Equity Bank branch on Muindi Mbingu Street in Nairobi on Thursday, April 1, 2021. PHOTO | DENNIS ONSONGO | NMG
The High Court has dismissed a case by former employees of Equity Bank seeking a recalculation of their benefits over claims that they were underpaid under the Equity Share Ownership Plan (ESOP).
Justice David Majanja further dismissed a plea by the former employees, seeking to be paid dividends stating that the seven were not entitled to the benefits accruing from the units they held in the ESOP after they ceased employment.
The judge said having left employment before March 2009 when the share splits took effect, they cannot get related benefits.
“Similarly, I make the same findings on the plaintiffs’ fourth prayer for dividends on their respective units and reiterate that none accrued after they ceased being employees of the Bank,” the judge said.
The former employees including Robert Maina, James Kaburu, Burton Mbiruiru, Robert Macharia said they were entitled to a refund of monies paid to the unit-holders who ceased being employees before expiry of five years after joining the ESOP.
They argued that after leaving service, they found out that the amount they ought to have been refunded was concealed as a result of misrepresentation or non-disclosure of facts.

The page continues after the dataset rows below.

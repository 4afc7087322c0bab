// Copyright (C) 2026 Michael Wilson <mike@mdwn.dev>
//
// This program is free software: you can redistribute it and/or modify it under
// the terms of the GNU General Public License as published by the Free Software
// Foundation, version 3.
//
// This program is distributed in the hope that it will be useful, but WITHOUT
// ANY WARRANTY; without even the implied warranty of MERCHANTABILITY or FITNESS
// FOR A PARTICULAR PURPOSE. See the GNU General Public License for more details.
//
// You should have received a copy of the GNU General Public License along with
// this program. If not, see <https://www.gnu.org/licenses/>.
//
use std::{
    fmt,
    sync::{
        atomic::{AtomicBool, Ordering},
        Arc,
    },
};

use parking_lot::Mutex;
use tracing::{debug, info};

use super::{next_source_id, OutputSink, SampleBuffer, SinkError, VoiceHandle};

/// A mock sink. Doesn't actually play anything, but records every voice it creates.
#[derive(Clone)]
pub struct Sink {
    name: String,
    voices: Arc<Mutex<Vec<Arc<VoiceRecord>>>>,
    unavailable: Arc<AtomicBool>,
}

/// What the mock sink knows about a voice it created.
#[derive(Debug)]
pub struct VoiceRecord {
    id: u64,
    rate: f64,
    looping: bool,
    frames: usize,
    started: AtomicBool,
    stopped: AtomicBool,
    finished: AtomicBool,
}

impl VoiceRecord {
    pub fn id(&self) -> u64 {
        self.id
    }

    pub fn rate(&self) -> f64 {
        self.rate
    }

    pub fn is_looping(&self) -> bool {
        self.looping
    }

    /// Number of frames in the buffer the voice was bound to.
    pub fn frames(&self) -> usize {
        self.frames
    }

    pub fn is_started(&self) -> bool {
        self.started.load(Ordering::Relaxed)
    }

    pub fn is_stopped(&self) -> bool {
        self.stopped.load(Ordering::Relaxed)
    }

    /// True once the voice has played to the end of its sample.
    pub fn is_finished(&self) -> bool {
        self.finished.load(Ordering::Relaxed)
    }

    /// Ends playback as a non-looping voice does when it runs out of sample.
    pub fn finish(&self) {
        self.finished.store(true, Ordering::Relaxed);
    }

    /// True while the voice would be audible.
    pub fn is_live(&self) -> bool {
        self.is_started() && !self.is_stopped() && !self.is_finished()
    }
}

impl Sink {
    /// Gets the given mock sink.
    pub fn get(name: &str) -> Sink {
        Sink {
            name: name.to_string(),
            voices: Arc::new(Mutex::new(Vec::new())),
            unavailable: Arc::new(AtomicBool::new(false)),
        }
    }

    /// Makes voice creation fail, as if the device had gone away.
    pub fn set_unavailable(&self, unavailable: bool) {
        self.unavailable.store(unavailable, Ordering::Relaxed);
    }

    /// Returns every voice created so far, in creation order.
    pub fn voices(&self) -> Vec<Arc<VoiceRecord>> {
        self.voices.lock().clone()
    }

    /// Returns the number of voices that are started and not yet stopped.
    pub fn live_count(&self) -> usize {
        self.voices.lock().iter().filter(|v| v.is_live()).count()
    }

    /// Returns the rates of all live voices.
    pub fn live_rates(&self) -> Vec<f64> {
        self.voices
            .lock()
            .iter()
            .filter(|v| v.is_live())
            .map(|v| v.rate)
            .collect()
    }
}

impl OutputSink for Sink {
    fn create_voice(
        &self,
        buffer: &SampleBuffer,
        rate: f64,
        looping: bool,
    ) -> Result<Box<dyn VoiceHandle>, SinkError> {
        if self.unavailable.load(Ordering::Relaxed) {
            return Err(SinkError::StreamClosed);
        }

        let record = Arc::new(VoiceRecord {
            id: next_source_id(),
            rate,
            looping,
            frames: buffer.frame_count(),
            started: AtomicBool::new(false),
            stopped: AtomicBool::new(false),
            finished: AtomicBool::new(false),
        });
        self.voices.lock().push(record.clone());
        debug!(sink = self.name, id = record.id, rate, "Created voice (mock)");

        Ok(Box::new(Voice { record }))
    }
}

impl fmt::Display for Sink {
    fn fmt(&self, f: &mut fmt::Formatter<'_>) -> fmt::Result {
        write!(f, "{} (Mock)", self.name)
    }
}

/// A mock voice handle.
struct Voice {
    record: Arc<VoiceRecord>,
}

impl VoiceHandle for Voice {
    fn start(&mut self) -> Result<(), SinkError> {
        if self.record.is_stopped() {
            return Err(SinkError::StreamClosed);
        }
        self.record.started.store(true, Ordering::Relaxed);
        info!(
            id = self.record.id,
            rate = format!("{:.4}", self.record.rate),
            "Playing voice (mock)."
        );
        Ok(())
    }

    fn stop(&mut self) {
        if !self.record.stopped.swap(true, Ordering::Relaxed) {
            debug!(id = self.record.id, "Stopped voice (mock)");
        }
    }

    fn is_finished(&self) -> bool {
        self.record.is_stopped() || self.record.is_finished()
    }
}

They accused the trustees of undervaluing their entitlements from the ESOP as a result of not following the provisions of the unit value, upon redemption as defined in the Trust Deed.
The trustees denied claims of breach, adding that any benefits under the ESOP only existed to the extent that there was an existing employment relationship between the unitholders and the bank.
The court heard that any benefits and entitlements that flowed from a person being a unitholder including dividends and bonuses only accrued during the subsistence of the unitholder’s employment with the bank.
The judge agreed the Trustees had an obligation not only to refund them the monies used to purchase the units and the former employees failed to demonstrate that the trustees were still holding on to some of their units.